## WHAT YOU NEED TO DO
Type out all the data below, word for word.

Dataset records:
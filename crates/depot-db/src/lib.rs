//! # Depot Database
//!
//! SQLite persistence and the two services built on it: the stock ledger
//! and the low-stock alert engine.
//!
//! ## Architecture
//! ```text
//! ┌─────────────────────────────────────────────────────────────────────────┐
//! │                        depot-db Crate Structure                         │
//! │                                                                         │
//! │  Database (pool.rs)                                                     │
//! │  ├── products() ──────► ProductRepository                               │
//! │  ├── locations() ─────► LocationRepository                              │
//! │  ├── transactions() ──► TransactionRepository                           │
//! │  ├── notifications() ─► NotificationRepository                          │
//! │  ├── activity() ──────► ActivityRepository                              │
//! │  ├── ledger() ────────► StockLedger     (atomic sells, capacity)        │
//! │  └── alerts() ────────► AlertEngine     (threshold scans, dedup)        │
//! │                                                                         │
//! │  Repositories own the SQL; services own the rules and compose           │
//! │  executor-generic writers into storage transactions.                    │
//! └─────────────────────────────────────────────────────────────────────────┘
//! ```
//!
//! ## Example
//! ```rust,no_run
//! use depot_db::{Database, DbConfig};
//! use depot_core::{NewProduct, Principal};
//!
//! #[tokio::main]
//! async fn main() -> Result<(), Box<dyn std::error::Error>> {
//!     let db = Database::new(DbConfig::new("depot.db")).await?;
//!     let admin = Principal::new("u1", "admin");
//!
//!     let product = db.ledger()
//!         .create_product(
//!             &NewProduct {
//!                 barcode: "8850999320113".into(),
//!                 name: "Green Tea 500ml".into(),
//!                 category_id: None,
//!                 stock_location_id: None,
//!                 quantity: 24,
//!                 cost_cents: 900,
//!                 price_cents: 1500,
//!             },
//!             &admin,
//!         )
//!         .await?;
//!
//!     let outcome = db.ledger().sell(&product.id, 3, &admin).await?;
//!     println!("profit: {} cents", outcome.transaction.profit_cents);
//!     Ok(())
//! }
//! ```

pub mod alerting;
pub mod error;
pub mod ledger;
pub mod migrations;
pub mod pool;
pub mod repository;

pub use alerting::AlertEngine;
pub use error::{DbError, DbResult};
pub use ledger::{SaleOutcome, StockLedger};
pub use pool::{Database, DbConfig};

pub use repository::activity::ActivityRepository;
pub use repository::location::LocationRepository;
pub use repository::notification::{ListOptions, NotificationRepository};
pub use repository::product::{ProductRepository, StockUpdate};
pub use repository::transaction::TransactionRepository;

## SOLUTION
filename crates/depot-db/src/lib.rs
//! # Depot Database
//!
//! SQLite persistence and the two services built on it: the stock ledger
//! and the low-stock alert engine.
//!
//! ## Architecture
//! ```text
//! ┌─────────────────────────────────────────────────────────────────────────┐
//! │                        depot-db Crate Structure                         │
//! │                                                                         │
//! │  Database (pool.rs)                                                     │
//! │  ├── products() ──────► ProductRepository                               │
//! │  ├── locations() ─────► LocationRepository                              │
//! │  ├── transactions() ──► TransactionRepository                           │
//! │  ├── notifications() ─► NotificationRepository                          │
//! │  ├── activity() ──────► ActivityRepository                              │
//! │  ├── ledger() ────────► StockLedger     (atomic sells, capacity)        │
//! │  └── alerts() ────────► AlertEngine     (threshold scans, dedup)        │
//! │                                                                         │
//! │  Repositories own the SQL; services own the rules and compose           │
//! │  executor-generic writers into storage transactions.                    │
//! └─────────────────────────────────────────────────────────────────────────┘
//! ```
//!
//! ## Example
//! ```rust,no_run
//! use depot_db::{Database, DbConfig};
//! use depot_core::{NewProduct, Principal};
//!
//! #[tokio::main]
//! async fn main() -> Result<(), Box<dyn std::error::Error>> {
//!     let db = Database::new(DbConfig::new("depot.db")).await?;
//!     let admin = Principal::new("u1", "admin");
//!
//!     let product = db.ledger()
//!         .create_product(
//!             &NewProduct {
//!                 barcode: "8850999320113".into(),
//!                 name: "Green Tea 500ml".into(),
//!                 category_id: None,
//!                 stock_location_id: None,
//!                 quantity: 24,
//!                 cost_cents: 900,
//!                 price_cents: 1500,
//!             },
//!             &admin,
//!         )
//!         .await?;
//!
//!     let outcome = db.ledger().sell(&product.id, 3, &admin).await?;
//!     println!("profit: {} cents", outcome.transaction.profit_cents);
//!     Ok(())
//! }
//! ```

pub mod alerting;
pub mod error;
pub mod ledger;
pub mod migrations;
pub mod pool;
pub mod repository;

pub use alerting::AlertEngine;
pub use error::{DbError, DbResult};
pub use ledger::{SaleOutcome, StockLedger};
pub use pool::{Database, DbConfig};

pub use repository::activity::ActivityRepository;
pub use repository::location::LocationRepository;
pub use repository::notification::{ListOptions, NotificationRepository};
pub use repository::product::{ProductRepository, StockUpdate};
pub use repository::transaction::TransactionRepository;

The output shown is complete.